O que é um “drainer de carteira” (wallet drainer) e como se proteger

作者

O que é um “drainer de carteira” (wallet drainer)

Um drainer de carteira – também conhecido como wallet drainer – é um tipo de ataque cibernético que tem como objetivo esgotar os fundos de uma carteira de criptomoedas. Diferente de um hack tradicional, o drainer normalmente age de forma silenciosa, explorando vulnerabilidades em contratos inteligentes, aplicativos DeFi ou até mesmo em extensões de navegadores. Quando a vítima interage com um endereço malicioso ou autoriza uma transação fraudulenta, o drainer drenará automaticamente os saldos disponíveis.

Como funciona o ataque

Os drainers podem operar de três maneiras principais:

  • Phishing de contrato inteligente: o usuário assina uma transação que, ao ser processada, executa uma função oculta que transfere todos os tokens para o atacante.
  • Aplicativos DeFi comprometidos: plataformas de empréstimo ou yield farming que inserem código malicioso em seus contratos, como ocorre em alguns casos de Plataformas de Empréstimo DeFi.
  • Extensões ou wallets falsas: extensões de navegador que imitam wallets legítimas e capturam a chave privada do usuário.

Por que as carteiras são alvos tão atrativos?

As carteiras digitais armazenam chaves privadas que dão acesso total aos fundos. Ao contrário de contas bancárias tradicionais, não há um mecanismo de reversão de transações. Uma vez que o atacante consiga controlar a chave ou obter autorização, o dinheiro desaparece para sempre.

Casos reais e lições aprendidas

Nos últimos anos, vários projetos DeFi sofreram ataques de drainer. Um exemplo clássico foi o comprometimento de um contrato de Yield Farming, onde milhares de dólares foram roubados em questão de minutos. A lição principal: confirme sempre o endereço do contrato e nunca autorize permissões amplas sem revisar o código.

Como se proteger

  1. Verifique a origem do contrato: use exploradores como Etherscan e confira se o código foi auditado por empresas reconhecidas.
  2. Limite permissões: ao conectar sua wallet a um DApp, conceda apenas as permissões necessárias e revogue autorizações antigas em ferramentas como revoke.cash.
  3. Use uma chave privada segura: mantenha sua chave em dispositivos offline e jamais a compartilhe. Para entender melhor a importância da chave privada, leia O que é uma chave privada?
  4. Atualize softwares: mantenha sua wallet, extensões e sistemas operacionais sempre atualizados.
  5. Eduque-se sobre scams: fontes como CoinDesk – Crypto scams e Binance – How to avoid crypto scams trazem boas práticas e alertas de novas ameaças.

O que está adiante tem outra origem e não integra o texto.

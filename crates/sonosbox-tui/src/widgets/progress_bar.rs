//! Smooth Unicode progress bar widget.

use ratatui::{
    layout::Rect,
    style::Style,
    text::{Line, Span},
    widgets::Paragraph,
    Frame,
};

use crate::theme::{C_MUTED, C_PLAYING, C_SECONDARY};

/// Render a progress bar in `area`.
/// `percent` is 0.0..=100.0; the labels are track position and length in seconds.
pub fn draw_progress(frame: &mut Frame, area: Rect, percent: f64, elapsed: u32, duration: u32) {
    if area.width < 4 || area.height == 0 {
        return;
    }

    let left_label = fmt_time(elapsed);
    let right_label = fmt_time(duration);
    let label_w = (left_label.len() + right_label.len() + 2) as u16;
    let bar_w = area.width.saturating_sub(label_w).max(4) as usize;

    let bar = bar_cells(percent, bar_w);

    let line = Line::from(vec![
        Span::styled(format!("{} ", left_label), Style::default().fg(C_SECONDARY)),
        Span::styled(bar, Style::default().fg(C_PLAYING)),
        Span::styled(format!(" {}", right_label), Style::default().fg(C_MUTED)),
    ]);
    frame.render_widget(Paragraph::new(line), area);
}

/// Fill `width` cells for `percent`, using eighth blocks for the partial cell.
fn bar_cells(percent: f64, width: usize) -> String {
    const BLOCKS: [char; 9] = [' ', '▏', '▎', '▍', '▌', '▋', '▊', '▉', '█'];

    let eighths = ((percent / 100.0).clamp(0.0, 1.0) * width as f64 * 8.0) as usize;
    let full_blocks = eighths / 8;
    let partial = eighths % 8;

    let mut bar = String::with_capacity(width * 3);
    for _ in 0..full_blocks {
        bar.push('█');
    }
    if full_blocks < width {
        bar.push(BLOCKS[partial]);
        for _ in (full_blocks + 1)..width {
            bar.push(' ');
        }
    }
    bar
}

pub fn fmt_time(secs: u32) -> String {
    let h = secs / 3600;
    let m = (secs % 3600) / 60;
    let s = secs % 60;
    if h > 0 {
        format!("{}:{:02}:{:02}", h, m, s)
    } else {
        format!("{}:{:02}", m, s)
    }
}
// ── Internal event bus ────────────────────────────────────────────────────────

enum AppMessage {
    Event(Event),
    /// A service request finished.
    Remote(Outcome),
}

/// Last drawn area of each pane, for mouse hit-testing.
#[derive(Default)]
struct PaneAreas {
    browser: Rect,
    speakers: Rect,
    now_playing: Rect,
    log_panel: Rect,
}

const NOW_PLAYING_HEIGHT: u16 = 4;
const SPEAKERS_WIDTH: u16 = 26;
const LOG_PANEL_HEIGHT: u16 = 10;

pub struct App {
    state: AppState,
    client: ApiClient,
    status_interval: Duration,

    // Components
    browser: Browser,
    speakers: SpeakerList,
    now_playing: NowPlayingPane,
    log_panel: LogPanel,
    help_overlay: HelpOverlay,

    focus: FocusRing,
    toast: ToastManager,
    pane_areas: PaneAreas,
    tx: Option<mpsc::Sender<AppMessage>>,
    should_quit: bool,
}

impl App {
    pub fn new(
        client: ApiClient,
        status_interval: Duration,
        preferred_speaker: Option<String>,
    ) -> Self {
        let state = AppState::new(client.base_url().to_string(), preferred_speaker);
        Self {
            state,
            client,
            status_interval,
            browser: Browser::new(),
            speakers: SpeakerList::new(),
            now_playing: NowPlayingPane::new(),
            log_panel: LogPanel::new(),
            help_overlay: HelpOverlay::new(),
            focus: FocusRing::new(vec![
                ComponentId::Browser,
                ComponentId::Speakers,
                ComponentId::NowPlaying,
                ComponentId::LogPanel,
            ]),
            toast: ToastManager::new(),
            pane_areas: PaneAreas::default(),
            tx: None,
            should_quit: false,
        }
    }

    pub async fn run(mut self) -> anyhow::Result<()> {
        debug!("run(): enabling raw mode");
        enable_raw_mode()?;
        let mut stdout = io::stdout();
        execute!(stdout, EnterAlternateScreen, EnableMouseCapture)?;
        let backend = CrosstermBackend::new(stdout);
        let mut terminal = Terminal::new(backend)?;
        debug!("run(): terminal created, size={:?}", terminal.size());

        let (tx, mut rx) = mpsc::channel::<AppMessage>(1024);
        self.tx = Some(tx.clone());

        let started = format!("sonosbox started against {}", self.state.server_url);
        info!("{}", started);
        self.state.push_log(LogLevel::Info, started);

        // ── Background task: keyboard/mouse events ────────────────────────────
        let event_tx = tx.clone();
        tokio::task::spawn_blocking(move || loop {
            match event::read() {
                Ok(ev) => {
                    if event_tx.blocking_send(AppMessage::Event(ev)).is_err() {
                        break;
                    }
                }
                Err(_) => break,
            }
        });

        // ── Initial requests ──────────────────────────────────────────────────
        self.request_startup_data();

        // ── Periodic timers ───────────────────────────────────────────────────
        let mut status_poll = status_timer(self.status_interval);

        // Toast expiry.
        let mut ui_tick = tokio::time::interval(Duration::from_millis(100));
        ui_tick.set_missed_tick_behavior(tokio::time::MissedTickBehavior::Skip);

        // ── Main loop ─────────────────────────────────────────────────────────
        let mut needs_redraw = true;
        loop {
            if needs_redraw {
                terminal.draw(|f| self.draw(f))?;
            }
            needs_redraw = false;

            if self.should_quit {
                break;
            }

            tokio::select! {
                Some(msg) = rx.recv() => {
                    self.handle_message(msg);
                    // Drain whatever else is queued before the next frame.
                    while let Ok(next) = rx.try_recv() {
                        self.handle_message(next);
                    }
                    needs_redraw = true;
                }

                _ = status_poll.tick() => {
                    self.dispatch(Action::RefreshStatus);
                }

                _ = ui_tick.tick() => {
                    if !self.toast.is_empty() {
                        self.toast.tick();
                        needs_redraw = true;
                    }
                }
            }
        }

        // ── Teardown ──────────────────────────────────────────────────────────
        info!("sonosbox exiting");
        disable_raw_mode()?;
        execute!(
            terminal.backend_mut(),
            LeaveAlternateScreen,
            DisableMouseCapture
        )?;
        terminal.show_cursor()?;

        Ok(())
    }

    fn request_startup_data(&mut self) {
        self.dispatch(Action::ListFiles(BrowsePath::root()));
        self.dispatch(Action::ListSpeakers);
    }

    fn handle_message(&mut self, msg: AppMessage) {
        match msg {
            AppMessage::Event(ev) => match ev {
                Event::Key(key) => {
                    if key.kind == KeyEventKind::Release {
                        return;
                    }
                    for a in self.handle_key(key) {
                        self.dispatch(a);
                    }
                }
                Event::Mouse(mouse) => {
                    for a in self.handle_mouse(mouse) {
                        self.dispatch(a);
                    }
                }
                Event::Resize(w, h) => self.dispatch(Action::Resize(w, h)),
                _ => {}
            },
            AppMessage::Remote(outcome) => self.on_outcome(outcome),
        }
    }

    fn on_outcome(&mut self, outcome: Outcome) {
        let applied = controller::apply_outcome(&mut self.state, outcome);
        if let Some(err) = applied.error {
            self.toast.error(err);
        }
        for a in applied.follow_up {
            self.dispatch(a);
        }
    }

    // ── Input routing ─────────────────────────────────────────────────────────

    fn handle_key(&mut self, key: KeyEvent) -> Vec<Action> {
        if key.code == KeyCode::Char('c') && key.modifiers.contains(KeyModifiers::CONTROL) {
            return vec![Action::Quit];
        }

        // A pending marker jump takes the next key, whatever it is.
        if self.browser.is_awaiting_marker() && self.focus.is_focused(ComponentId::Browser) {
            return self.browser.handle_key(key, &self.state);
        }

        // Playback keys work everywhere, even under the help overlay.
        if let Some(action) = playback_key(key.code) {
            return vec![action];
        }

        // Help overlay captures all other keys when visible
        if self.help_overlay.visible {
            return self.help_overlay.handle_key(key, &self.state);
        }

        // Global keys are checked before the focused pane.
        match key.code {
            KeyCode::Char('q') => return vec![Action::Quit],
            KeyCode::Char('?') => return vec![Action::ToggleHelp],
            KeyCode::Char('L') => return vec![Action::ToggleLogs],
            KeyCode::Tab => return vec![Action::FocusNext],
            KeyCode::BackTab => return vec![Action::FocusPrev],
            KeyCode::Char('r') => return vec![Action::ListSpeakers],
            KeyCode::Char('s') => return vec![Action::Transport(TransportAction::Stop)],
            KeyCode::Char('>') => return vec![Action::Transport(TransportAction::Next)],
            KeyCode::Char('<') => return vec![Action::Transport(TransportAction::Previous)],
            KeyCode::Char('c') => return vec![Action::Transport(TransportAction::QueueClear)],
            KeyCode::Char('1') => return vec![Action::FocusPane(ComponentId::Browser)],
            KeyCode::Char('2') => return vec![Action::FocusPane(ComponentId::Speakers)],
            KeyCode::Char('3') => return vec![Action::FocusPane(ComponentId::NowPlaying)],
            _ => {}
        }

        match self.focus.current() {
            Some(ComponentId::Browser) => self.browser.handle_key(key, &self.state),
            Some(ComponentId::Speakers) => self.speakers.handle_key(key, &self.state),
            Some(ComponentId::NowPlaying) => self.now_playing.handle_key(key, &self.state),
            Some(ComponentId::LogPanel) => self.log_panel.handle_key(key, &self.state),
            _ => vec![],
        }
    }

    fn handle_mouse(&mut self, mouse: MouseEvent) -> Vec<Action> {
        if self.help_overlay.visible {
            return vec![];
        }
        let hit = |area: Rect| {
            mouse.column >= area.x
                && mouse.column < area.x + area.width
                && mouse.row >= area.y
                && mouse.row < area.y + area.height
        };

        let areas = &self.pane_areas;
        let target = if hit(areas.browser) {
            Some((ComponentId::Browser, areas.browser))
        } else if hit(areas.speakers) {
            Some((ComponentId::Speakers, areas.speakers))
        } else if hit(areas.now_playing) {
            Some((ComponentId::NowPlaying, areas.now_playing))
        } else if hit(areas.log_panel) {
            Some((ComponentId::LogPanel, areas.log_panel))
        } else {
            None
        };

        let Some((id, area)) = target else {
            return vec![];
        };
        if matches!(mouse.kind, event::MouseEventKind::Down(_)) {
            self.focus.set(id);
        }
        match id {
            ComponentId::Browser => self.browser.handle_mouse(mouse, area, &self.state),
            ComponentId::Speakers => self.speakers.handle_mouse(mouse, area, &self.state),
            ComponentId::NowPlaying => self.now_playing.handle_mouse(mouse, area, &self.state),
            ComponentId::LogPanel => self.log_panel.handle_mouse(mouse, area, &self.state),
        }
    }

    // ── Action dispatch ───────────────────────────────────────────────────────

    fn dispatch(&mut self, action: Action) {
        // Broadcast to every component first so local state stays in step.
        let secondary: Vec<Action> = {
            let s = &self.state;
            let mut out = Vec::new();
            out.extend(self.browser.on_action(&action, s));
            out.extend(self.speakers.on_action(&action, s));
            out.extend(self.now_playing.on_action(&action, s));
            out.extend(self.log_panel.on_action(&action, s));
            out.extend(self.help_overlay.on_action(&action, s));
            out
        };

        self.apply_action(action);

        for a in secondary {
            self.apply_action(a);
        }
    }

    fn apply_action(&mut self, action: Action) {
        match &action {
            Action::RefreshStatus | Action::Resize(..) => {}
            _ => debug!("apply_action: {:?}", action),
        }
        match action {
            Action::Quit => self.should_quit = true,
            Action::FocusNext => {
                self.focus.next();
                if self.focus.is_focused(ComponentId::LogPanel) && !self.log_panel.visible {
                    self.focus.next();
                }
            }
            Action::FocusPrev => {
                self.focus.prev();
                if self.focus.is_focused(ComponentId::LogPanel) && !self.log_panel.visible {
                    self.focus.prev();
                }
            }
            Action::FocusPane(id) => self.focus.set(id),
            Action::ToggleLogs => {
                // LogPanel has already flipped its own visibility.
                if self.log_panel.visible {
                    self.focus.set(ComponentId::LogPanel);
                } else if self.focus.is_focused(ComponentId::LogPanel) {
                    self.focus.set(ComponentId::Browser);
                }
            }
            Action::SelectSpeaker(address) => {
                if self.state.selected_speaker() != Some(address.as_str()) {
                    info!("selected speaker {}", address);
                    self.state
                        .push_log(LogLevel::Info, format!("Selected speaker {}", address));
                    self.toast.info(format!("Speaker {}", address));
                    self.state.selected_speaker = Some(address);
                    self.dispatch(Action::RefreshStatus);
                }
            }
            Action::ToggleHelp | Action::Resize(..) => {}
            other => self.request(&other),
        }
    }

    /// Send whatever the service needs for `action`.
    fn request(&mut self, action: &Action) {
        match controller::plan(action, &self.state) {
            Plan::Send(request) => self.spawn_request(request),
            Plan::NoSpeaker(what) => {
                let message = format!("no speaker selected, {} not sent", what);
                warn!("{}", message);
                self.state.push_log(LogLevel::Warn, message.clone());
                self.toast.warning(message);
            }
            Plan::Local => {}
        }
    }

    fn spawn_request(&self, request: Request) {
        let Some(tx) = self.tx.clone() else {
            return;
        };
        let client = self.client.clone();
        tokio::spawn(async move {
            let outcome = remote::execute(&client, request).await;
            let _ = tx.send(AppMessage::Remote(outcome)).await;
        });
    }

    // ── Rendering ─────────────────────────────────────────────────────────────

    fn draw(&mut self, frame: &mut ratatui::Frame) {
        let area = frame.area();

        let log_h = if self.log_panel.visible { LOG_PANEL_HEIGHT } else { 0 };
        let outer = Layout::default()
            .direction(Direction::Vertical)
            .constraints([
                Constraint::Length(NOW_PLAYING_HEIGHT),
                Constraint::Min(0),
                Constraint::Length(log_h),
                Constraint::Length(1),
                Constraint::Length(1),
            ])
            .split(area);

        let body = Layout::default()
            .direction(Direction::Horizontal)
            .constraints([Constraint::Min(0), Constraint::Length(SPEAKERS_WIDTH)])
            .split(outer[1]);

        self.pane_areas = PaneAreas {
            now_playing: outer[0],
            browser: body[0],
            speakers: body[1],
            log_panel: if self.log_panel.visible {
                outer[2]
            } else {
                Rect::default()
            },
        };

        let focused = |id| self.focus.is_focused(id);
        let (np_f, browser_f, speakers_f, log_f) = (
            focused(ComponentId::NowPlaying),
            focused(ComponentId::Browser),
            focused(ComponentId::Speakers),
            focused(ComponentId::LogPanel),
        );

        self.now_playing.draw(frame, outer[0], np_f, &self.state);
        self.browser.draw(frame, body[0], browser_f, &self.state);
        self.speakers.draw(frame, body[1], speakers_f, &self.state);
        self.log_panel.draw(frame, outer[2], log_f, &self.state);

        let last_log = self.state.logs.last().map(|l| l.message.as_str());
        status_bar::draw_log_bar(frame, outer[3], last_log, self.state.connected);
        status_bar::draw_keys_bar(
            frame,
            outer[4],
            self.state.info_bar.as_str(),
            self.browser.is_awaiting_marker(),
        );

        // ── Help overlay (on top of everything) ──────────────────────────────
        self.help_overlay.draw(frame, area, false, &self.state);

        // ── Toast notifications (topmost layer) ──────────────────────────────
        self.toast.draw(frame, area);
    }
}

O que fazer se sua carteira for drenada?

Infelizmente, na maioria dos casos não há como reverter a transação. Contudo, você pode:

  • Denunciar o incidente às autoridades locais e à plataforma onde o ataque ocorreu.
  • Compartilhar detalhes do endereço fraudulento em comunidades como Telegram de alertas de scams para evitar que outros sejam vítimas.
  • Revisar imediatamente todas as permissões concedidas e revogá‑las.

Manter-se informado e adotar boas práticas de segurança são as melhores defesas contra os drainers de carteira.